//! Firestore REST client used as the ticket record store

use super::error::SubmissionError;
use super::traits::{AuthProvider, RecordStore, StoredRecord};
use async_trait::async_trait;
use chrono::{DateTime, Utc};
use reqwest::Client;
use serde::Deserialize;
use serde_json::{json, Map, Value};
use std::sync::Arc;
use std::time::Duration;
use uuid::Uuid;

const FIRESTORE_URL: &str = "https://firestore.googleapis.com/v1";
/// Field stamped with the server's request time on every new record
const CREATED_AT_FIELD: &str = "createdAt";

#[derive(Debug, Deserialize)]
#[serde(rename_all = "camelCase")]
struct CommitResponse {
    #[serde(default)]
    write_results: Vec<WriteResult>,
    commit_time: DateTime<Utc>,
}

#[derive(Debug, Deserialize)]
#[serde(rename_all = "camelCase")]
struct WriteResult {
    #[serde(default)]
    transform_results: Vec<TransformResult>,
}

#[derive(Debug, Deserialize)]
#[serde(rename_all = "camelCase")]
struct TransformResult {
    timestamp_value: Option<DateTime<Utc>>,
}

/// Creates documents through a single-write commit.
///
/// The write is create-only and carries a `REQUEST_TIME` transform, so the
/// record's `createdAt` field holds the server's clock, not ours.
pub struct FirestoreStore {
    client: Client,
    base_url: String,
    project_id: String,
    auth: Arc<dyn AuthProvider>,
}

impl FirestoreStore {
    pub fn new(
        project_id: impl Into<String>,
        auth: Arc<dyn AuthProvider>,
        timeout: Duration,
    ) -> Self {
        Self {
            client: Client::builder()
                .timeout(timeout)
                .build()
                .unwrap_or_default(),
            base_url: FIRESTORE_URL.to_string(),
            project_id: project_id.into(),
            auth,
        }
    }

    #[cfg(test)]
    fn with_base_url(mut self, url: String) -> Self {
        self.base_url = url;
        self
    }

    fn database_path(&self) -> String {
        format!("projects/{}/databases/(default)", self.project_id)
    }

    fn commit_url(&self) -> String {
        format!("{}/{}/documents:commit", self.base_url, self.database_path())
    }

    fn commit_body(&self, collection: &str, id: &str, document: Map<String, Value>) -> Value {
        json!({
            "writes": [{
                "update": {
                    "name": format!("{}/documents/{collection}/{id}", self.database_path()),
                    "fields": to_fields(document),
                },
                "updateTransforms": [{
                    "fieldPath": CREATED_AT_FIELD,
                    "setToServerValue": "REQUEST_TIME",
                }],
                "currentDocument": { "exists": false },
            }]
        })
    }
}

#[async_trait]
impl RecordStore for FirestoreStore {
    async fn create_record(
        &self,
        collection: &str,
        document: Map<String, Value>,
    ) -> Result<StoredRecord, SubmissionError> {
        if self.project_id.is_empty() {
            return Err(SubmissionError::NotConfigured("Firebase project id"));
        }

        let id = Uuid::new_v4().simple().to_string();
        let mut request = self
            .client
            .post(self.commit_url())
            .json(&self.commit_body(collection, &id, document));
        if let Some(token) = self.auth.id_token().await? {
            request = request.bearer_auth(token);
        }

        let response = request.send().await?;
        let status = response.status();
        if !status.is_success() {
            let message = response.text().await.unwrap_or_default();
            return Err(SubmissionError::Rejected {
                status: status.as_u16(),
                message: rejection_message(&message),
            });
        }

        let committed: CommitResponse = response.json().await?;
        let record = stored_record(id, committed)?;
        tracing::debug!("Created {collection}/{} at {}", record.id, record.created_at);
        Ok(record)
    }
}

/// The server's `createdAt` value, falling back to the commit time
fn stored_record(id: String, committed: CommitResponse) -> Result<StoredRecord, SubmissionError> {
    let write = committed
        .write_results
        .first()
        .ok_or_else(|| SubmissionError::Decode("commit returned no write result".into()))?;
    let created_at = write
        .transform_results
        .first()
        .and_then(|t| t.timestamp_value)
        .unwrap_or(committed.commit_time);
    Ok(StoredRecord { id, created_at })
}

/// Pull `error.message` out of a Google API error body
fn rejection_message(body: &str) -> String {
    serde_json::from_str::<Value>(body)
        .ok()
        .and_then(|v| v["error"]["message"].as_str().map(str::to_string))
        .unwrap_or_else(|| body.to_string())
}

fn to_fields(document: Map<String, Value>) -> Map<String, Value> {
    document
        .into_iter()
        .map(|(key, value)| (key, to_firestore_value(value)))
        .collect()
}

/// Convert a JSON value into Firestore's typed value representation
fn to_firestore_value(value: Value) -> Value {
    match value {
        Value::Null => json!({ "nullValue": null }),
        Value::Bool(b) => json!({ "booleanValue": b }),
        Value::Number(n) => match n.as_i64() {
            // Firestore encodes 64-bit integers as strings
            Some(i) => json!({ "integerValue": i.to_string() }),
            None => json!({ "doubleValue": n.as_f64() }),
        },
        Value::String(s) => json!({ "stringValue": s }),
        Value::Array(items) => json!({
            "arrayValue": {
                "values": items.into_iter().map(to_firestore_value).collect::<Vec<_>>()
            }
        }),
        Value::Object(map) => json!({ "mapValue": { "fields": to_fields(map) } }),
    }
}

#[cfg(test)]
mod tests {
    use super::*;
    use crate::backend::test_server::respond_once;
    use crate::backend::{AuthError, MockAuthProvider};
    use pretty_assertions::assert_eq;

    fn store(project_id: &str, auth: MockAuthProvider) -> FirestoreStore {
        FirestoreStore::new(project_id, Arc::new(auth), Duration::from_secs(2))
    }

    #[test]
    fn test_ticket_document_fields() {
        let mut doc = Map::new();
        doc.insert("subject".into(), Value::from("Printer jam"));
        doc.insert("userId".into(), Value::Null);
        doc.insert("attempts".into(), Value::from(2));
        doc.insert("ratio".into(), Value::from(0.5));
        doc.insert("urgent".into(), Value::from(true));

        let fields = to_fields(doc);
        assert_eq!(fields["subject"], json!({ "stringValue": "Printer jam" }));
        assert_eq!(fields["userId"], json!({ "nullValue": null }));
        assert_eq!(fields["attempts"], json!({ "integerValue": "2" }));
        assert_eq!(fields["ratio"], json!({ "doubleValue": 0.5 }));
        assert_eq!(fields["urgent"], json!({ "booleanValue": true }));
    }

    #[test]
    fn test_nested_values() {
        let value = json!({ "photo": { "name": "a.png" }, "tags": ["x"] });
        assert_eq!(
            to_firestore_value(value),
            json!({
                "mapValue": { "fields": {
                    "photo": { "mapValue": { "fields": {
                        "name": { "stringValue": "a.png" }
                    }}},
                    "tags": { "arrayValue": { "values": [ { "stringValue": "x" } ] } }
                }}
            })
        );
    }

    #[test]
    fn test_commit_response_prefers_transform_time() {
        let committed: CommitResponse = serde_json::from_str(
            r#"{
                "writeResults": [{
                    "updateTime": "2024-05-01T08:30:00.200000Z",
                    "transformResults": [{ "timestampValue": "2024-05-01T08:30:00.123456Z" }]
                }],
                "commitTime": "2024-05-01T08:30:00.200000Z"
            }"#,
        )
        .unwrap();
        let record = stored_record("Xy12".into(), committed).unwrap();
        assert_eq!(record.id, "Xy12");
        assert_eq!(record.created_at.to_rfc3339(), "2024-05-01T08:30:00.123456+00:00");
    }

    #[test]
    fn test_commit_response_falls_back_to_commit_time() {
        let committed: CommitResponse = serde_json::from_str(
            r#"{"writeResults": [{}], "commitTime": "2024-05-01T08:30:00Z"}"#,
        )
        .unwrap();
        let record = stored_record("Xy12".into(), committed).unwrap();
        assert_eq!(record.created_at.to_rfc3339(), "2024-05-01T08:30:00+00:00");

        let empty: CommitResponse =
            serde_json::from_str(r#"{"commitTime": "2024-05-01T08:30:00Z"}"#).unwrap();
        assert!(matches!(
            stored_record("Xy12".into(), empty),
            Err(SubmissionError::Decode(_))
        ));
    }

    #[test]
    fn test_commit_body_stamps_server_time() {
        let store = store("helpdesk", MockAuthProvider::new());
        let mut doc = Map::new();
        doc.insert("subject".into(), Value::from("Printer jam"));

        let body = store.commit_body("tickets", "abc", doc);
        assert_eq!(
            body,
            json!({
                "writes": [{
                    "update": {
                        "name": "projects/helpdesk/databases/(default)/documents/tickets/abc",
                        "fields": { "subject": { "stringValue": "Printer jam" } },
                    },
                    "updateTransforms": [{
                        "fieldPath": "createdAt",
                        "setToServerValue": "REQUEST_TIME",
                    }],
                    "currentDocument": { "exists": false },
                }]
            })
        );
    }

    #[test]
    fn test_rejection_message_extracts_error() {
        let body = r#"{"error": {"code": 403, "message": "Missing or insufficient permissions.", "status": "PERMISSION_DENIED"}}"#;
        assert_eq!(rejection_message(body), "Missing or insufficient permissions.");
        assert_eq!(rejection_message("Bad Gateway"), "Bad Gateway");
    }

    #[tokio::test]
    async fn test_missing_project_is_not_configured() {
        let store = store("", MockAuthProvider::new());
        let result = store.create_record("tickets", Map::new()).await;
        assert!(matches!(result, Err(SubmissionError::NotConfigured(_))));
    }

    #[test]
    fn test_commit_url() {
        let store = store("helpdesk", MockAuthProvider::new());
        assert_eq!(
            store.commit_url(),
            "https://firestore.googleapis.com/v1/projects/helpdesk/databases/(default)/documents:commit"
        );
    }

    #[tokio::test]
    async fn test_expired_session_fails_before_sending() {
        let mut auth = MockAuthProvider::new();
        auth.expect_id_token()
            .times(1)
            .returning(|| Err(AuthError::SessionExpired));
        // Port 9 is closed; the request must not get that far
        let store = store("helpdesk", auth).with_base_url("http://127.0.0.1:9".into());

        let result = store.create_record("tickets", Map::new()).await;
        assert!(matches!(
            result,
            Err(SubmissionError::Unauthorized(AuthError::SessionExpired))
        ));
    }

    #[tokio::test]
    async fn test_create_record_commits_with_bearer_token() {
        let (url, request) = respond_once(
            200,
            r#"{"writeResults": [{"transformResults": [{"timestampValue": "2024-05-01T08:30:00Z"}]}], "commitTime": "2024-05-01T08:30:01Z"}"#,
        )
        .await;
        let mut auth = MockAuthProvider::new();
        auth.expect_id_token()
            .times(1)
            .returning(|| Ok(Some("fresh-token".into())));
        let store = store("helpdesk", auth).with_base_url(url);
        let mut doc = Map::new();
        doc.insert("subject".into(), Value::from("Printer jam"));

        let record = store.create_record("tickets", doc).await.unwrap();
        assert_eq!(record.id.len(), 32);
        assert_eq!(record.created_at.to_rfc3339(), "2024-05-01T08:30:00+00:00");

        let request = request.await.unwrap();
        let lower = request.to_ascii_lowercase();
        assert!(request
            .starts_with("POST /projects/helpdesk/databases/(default)/documents:commit "));
        assert!(lower.contains("authorization: bearer fresh-token"));
        assert!(request.contains(&format!("documents/tickets/{}", record.id)));
        assert!(request.contains(r#""setToServerValue":"REQUEST_TIME""#));
    }
}
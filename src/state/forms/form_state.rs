//! Form state: an ordered set of fields with a focus cursor

use super::field::{FieldDescriptor, FieldValue, FormField};

/// Trait for common form focus operations
pub trait Form {
    fn field_count(&self) -> usize;
    fn active_field(&self) -> usize;
    fn set_active_field(&mut self, index: usize);
    fn next_field(&mut self) {
        let count = self.field_count();
        if count == 0 {
            return;
        }
        let current = self.active_field();
        self.set_active_field((current + 1) % count);
    }
    fn prev_field(&mut self) {
        let count = self.field_count();
        if count == 0 {
            return;
        }
        let current = self.active_field();
        if current == 0 {
            self.set_active_field(count - 1);
        } else {
            self.set_active_field(current - 1);
        }
    }
    fn get_active_field_mut(&mut self) -> Option<&mut FormField>;
    fn get_field(&self, index: usize) -> Option<&FormField>;
}

/// Field values of one form instance, in definition order
#[derive(Debug, Clone)]
pub struct FormFields {
    fields: Vec<FormField>,
    pub active_field_index: usize,
}

impl FormFields {
    pub fn new(descriptors: &'static [FieldDescriptor]) -> Self {
        Self {
            fields: descriptors.iter().map(FormField::new).collect(),
            active_field_index: 0,
        }
    }

    pub fn iter(&self) -> impl Iterator<Item = &FormField> {
        self.fields.iter()
    }

    pub fn get(&self, id: &str) -> Option<&FormField> {
        self.fields.iter().find(|f| f.id() == id)
    }

    pub fn get_mut(&mut self, id: &str) -> Option<&mut FormField> {
        self.fields.iter_mut().find(|f| f.id() == id)
    }

    pub fn index_of(&self, id: &str) -> Option<usize> {
        self.fields.iter().position(|f| f.id() == id)
    }

    /// Text value of a field, empty if the id is unknown
    pub fn text(&self, id: &str) -> &str {
        self.get(id).map(|f| f.as_text()).unwrap_or("")
    }

    pub fn set_value(&mut self, id: &str, value: FieldValue) {
        if let Some(field) = self.get_mut(id) {
            field.value = value;
        }
    }

    /// Whether every listed field currently validates
    pub fn all_valid(&self, ids: &[&str]) -> bool {
        ids.iter()
            .all(|id| self.get(id).is_some_and(|f| f.validate().valid))
    }

    /// Whether every field of the form validates
    pub fn is_valid(&self) -> bool {
        self.fields.iter().all(|f| f.validate().valid)
    }

    /// Mark fields as touched so their validation messages become visible
    pub fn reveal(&mut self, ids: &[&str]) {
        for field in self.fields.iter_mut().filter(|f| ids.contains(&f.id())) {
            field.touched = true;
        }
    }

    pub fn reveal_all(&mut self) {
        for field in &mut self.fields {
            field.touched = true;
        }
    }

    /// Snapshot of `(id, value)` pairs in definition order
    pub fn values(&self) -> Vec<(&'static str, FieldValue)> {
        self.fields
            .iter()
            .map(|f| (f.id(), f.value.clone()))
            .collect()
    }

    /// Restore every field to its default and move focus to the top
    pub fn reset(&mut self) {
        for field in &mut self.fields {
            field.clear();
        }
        self.active_field_index = 0;
    }
}

impl Form for FormFields {
    fn field_count(&self) -> usize {
        self.fields.len()
    }
    fn active_field(&self) -> usize {
        self.active_field_index
    }
    fn set_active_field(&mut self, index: usize) {
        self.active_field_index = index.min(self.fields.len().saturating_sub(1));
    }
    fn get_active_field_mut(&mut self) -> Option<&mut FormField> {
        self.fields.get_mut(self.active_field_index)
    }
    fn get_field(&self, index: usize) -> Option<&FormField> {
        self.fields.get(index)
    }
}

#[cfg(test)]
mod tests {
    use super::*;
    use crate::state::forms::field::FieldKind;
    use crate::state::forms::validation::Rule;

    static FIELDS: [FieldDescriptor; 3] = [
        FieldDescriptor {
            id: "name",
            label: "Name",
            kind: FieldKind::Text,
            rules: &[Rule::Required("Please enter your name.")],
        },
        FieldDescriptor {
            id: "email",
            label: "Email",
            kind: FieldKind::Text,
            rules: &[Rule::Email("Enter a valid email address.")],
        },
        FieldDescriptor {
            id: "message",
            label: "Message",
            kind: FieldKind::Multiline,
            rules: &[Rule::Required("Please enter your message.")],
        },
    ];

    fn filled() -> FormFields {
        let mut form = FormFields::new(&FIELDS);
        form.get_mut("name").unwrap().set_text("Jane");
        form.get_mut("email").unwrap().set_text("jane@acme.com");
        form.get_mut("message").unwrap().set_text("Hello");
        form
    }

    #[test]
    fn test_new_has_defaults() {
        let form = FormFields::new(&FIELDS);
        assert_eq!(form.field_count(), 3);
        assert_eq!(form.active_field(), 0);
        assert_eq!(form.text("name"), "");
        assert!(form.iter().all(|f| !f.touched));
    }

    #[test]
    fn test_next_field_cycles() {
        let mut form = FormFields::new(&FIELDS);
        for _ in 0..3 {
            form.next_field();
        }
        assert_eq!(form.active_field(), 0);
    }

    #[test]
    fn test_prev_field_cycles() {
        let mut form = FormFields::new(&FIELDS);
        form.prev_field();
        assert_eq!(form.active_field(), 2);
    }

    #[test]
    fn test_set_active_field_clamps() {
        let mut form = FormFields::new(&FIELDS);
        form.set_active_field(100);
        assert_eq!(form.active_field(), 2);
    }

    #[test]
    fn test_get_field_returns_correct_fields() {
        let form = FormFields::new(&FIELDS);
        assert_eq!(form.get_field(0).unwrap().id(), "name");
        assert_eq!(form.get_field(1).unwrap().id(), "email");
        assert_eq!(form.get_field(2).unwrap().id(), "message");
        assert!(form.get_field(3).is_none());
    }

    #[test]
    fn test_all_valid_subset() {
        let mut form = FormFields::new(&FIELDS);
        form.get_mut("name").unwrap().set_text("Jane");
        assert!(form.all_valid(&["name"]));
        assert!(!form.all_valid(&["name", "email"]));
        assert!(!form.is_valid());
    }

    #[test]
    fn test_unknown_id_is_not_valid() {
        let form = filled();
        assert!(!form.all_valid(&["missing"]));
    }

    #[test]
    fn test_reveal_marks_only_listed_fields() {
        let mut form = FormFields::new(&FIELDS);
        form.reveal(&["email"]);
        assert!(!form.get("name").unwrap().touched);
        assert!(form.get("email").unwrap().touched);
    }

    #[test]
    fn test_reset_restores_defaults() {
        let mut form = filled();
        form.active_field_index = 2;
        form.reveal_all();
        form.reset();
        assert!(form.iter().all(|f| f.as_text().is_empty() && !f.touched));
        assert_eq!(form.active_field(), 0);
    }

    #[test]
    fn test_values_in_definition_order() {
        let form = filled();
        let ids: Vec<_> = form.values().into_iter().map(|(id, _)| id).collect();
        assert_eq!(ids, vec!["name", "email", "message"]);
    }
}
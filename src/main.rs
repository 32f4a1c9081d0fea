//! Intake TUI - terminal front-end for company request forms
//!
//! A Ratatui-based TUI for filing employee ID requests, support tickets
//! and contact messages, with Firebase sign-in guarding the ticket desk.

mod app;
mod backend;
mod config;
mod routes;
mod state;
mod ui;

use anyhow::Result;
use app::App;
use config::AppConfig;
use crossterm::{
    event::{self, Event, KeyCode, KeyEventKind, KeyModifiers},
    execute,
    terminal::{disable_raw_mode, enable_raw_mode, EnterAlternateScreen, LeaveAlternateScreen},
};
use ratatui::{backend::CrosstermBackend, Terminal};
use std::io;
use std::time::Duration;
use tracing_subscriber::{layer::SubscriberExt, util::SubscriberInitExt};

const POLL_INTERVAL: Duration = Duration::from_millis(100);

#[tokio::main]
async fn main() -> Result<()> {
    // Initialize logging
    tracing_subscriber::registry()
        .with(
            tracing_subscriber::EnvFilter::try_from_default_env()
                .unwrap_or_else(|_| "intake_tui=info".into()),
        )
        .with(tracing_subscriber::fmt::layer().with_writer(io::stderr))
        .init();

    let config = AppConfig::load()?;

    // Setup terminal
    enable_raw_mode()?;
    let mut stdout = io::stdout();
    execute!(stdout, EnterAlternateScreen)?;
    let backend = CrosstermBackend::new(stdout);
    let mut terminal = Terminal::new(backend)?;

    // Create app and run
    let mut app = App::new(config);
    let result = run_app(&mut terminal, &mut app).await;

    // Restore terminal
    disable_raw_mode()?;
    execute!(terminal.backend_mut(), LeaveAlternateScreen)?;
    terminal.show_cursor()?;

    // Handle any errors
    if let Err(err) = result {
        eprintln!("Error: {err:?}");
        std::process::exit(1);
    }

    Ok(())
}

async fn run_app<B: ratatui::backend::Backend>(
    terminal: &mut Terminal<B>,
    app: &mut App,
) -> Result<()> {
    loop {
        app.tick();

        // Draw the UI
        terminal.draw(|frame| ui::draw(frame, app))?;

        // The pending dialog is on screen, so the request may block now
        if app.has_pending() {
            app.run_pending().await;
            continue;
        }

        // Handle crossterm events
        if event::poll(POLL_INTERVAL)? {
            if let Event::Key(key) = event::read()? {
                if key.kind != KeyEventKind::Press {
                    continue;
                }
                // Global quit: Ctrl+C
                if key.code == KeyCode::Char('c') && key.modifiers.contains(KeyModifiers::CONTROL)
                {
                    return Ok(());
                }

                app.handle_key(key)?;
            }
        }

        // Check if app wants to quit
        if app.should_quit() {
            return Ok(());
        }
    }
}
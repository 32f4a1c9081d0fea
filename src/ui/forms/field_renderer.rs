//! Field rendering utilities for forms

use crate::state::{FieldKind, FormField};
use ratatui::{
    layout::Rect,
    style::{Color, Modifier, Style},
    text::{Line, Span},
    widgets::{Block, Borders, Paragraph, Wrap},
    Frame,
};

/// Rows taken by a field, borders included
pub fn field_height(field: &FormField) -> u16 {
    if field.is_multiline() {
        6
    } else {
        3
    }
}

fn placeholder(field: &FormField) -> &'static str {
    match field.descriptor.kind {
        FieldKind::File => "(type a file path, Enter to attach)",
        FieldKind::Checkbox => "",
        _ => "(empty)",
    }
}

/// Draw a form field with its inline validation message.
///
/// Disabled fields belong to a section that is not unlocked yet; they are
/// dimmed and never show a cursor.
pub fn draw_field(
    frame: &mut Frame,
    area: Rect,
    field: &FormField,
    is_active: bool,
    is_enabled: bool,
) {
    let is_active = is_active && is_enabled;
    let error = field.visible_error().filter(|_| is_enabled);

    let accent = if !is_enabled {
        Color::DarkGray
    } else if error.is_some() {
        Color::Red
    } else if is_active {
        Color::Cyan
    } else {
        Color::Gray
    };
    let text_style = if is_enabled {
        Style::default().fg(Color::White)
    } else {
        Style::default()
            .fg(Color::DarkGray)
            .add_modifier(Modifier::DIM)
    };

    let display_value = field.display_value();
    let display_str = if display_value.is_empty() && !is_active {
        placeholder(field).to_string()
    } else {
        display_value
    };

    let cursor = if is_active { "▌" } else { "" };
    let mut lines: Vec<Line> = display_str
        .split('\n')
        .map(|l| Line::from(Span::styled(l.to_string(), text_style)))
        .collect();
    if let Some(last) = lines.last_mut() {
        last.spans
            .push(Span::styled(cursor, Style::default().fg(Color::Cyan)));
    }

    // Checkboxes carry their label next to the box
    let title = match field.descriptor.kind {
        FieldKind::Checkbox => String::new(),
        _ => format!(" {} ", field.label()),
    };
    let mut block = Block::default()
        .title(title)
        .borders(Borders::ALL)
        .border_style(Style::default().fg(accent));
    if let Some(message) = error {
        block = block.title_bottom(Line::from(Span::styled(
            format!(" {message} "),
            Style::default().fg(Color::Red),
        )));
    }

    frame.render_widget(
        Paragraph::new(lines)
            .wrap(Wrap { trim: false })
            .block(block),
        area,
    );
}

——

Work task: Each line with the word "MockAuthProvider" in the records above belongs in the result; copy all of them.

Expected answer:
    use crate::backend::{AuthError, MockAuthProvider};
    fn store(project_id: &str, auth: MockAuthProvider) -> FirestoreStore {
        let store = store("helpdesk", MockAuthProvider::new());
        let store = store("", MockAuthProvider::new());
        let store = store("helpdesk", MockAuthProvider::new());
        let mut auth = MockAuthProvider::new();
        let mut auth = MockAuthProvider::new();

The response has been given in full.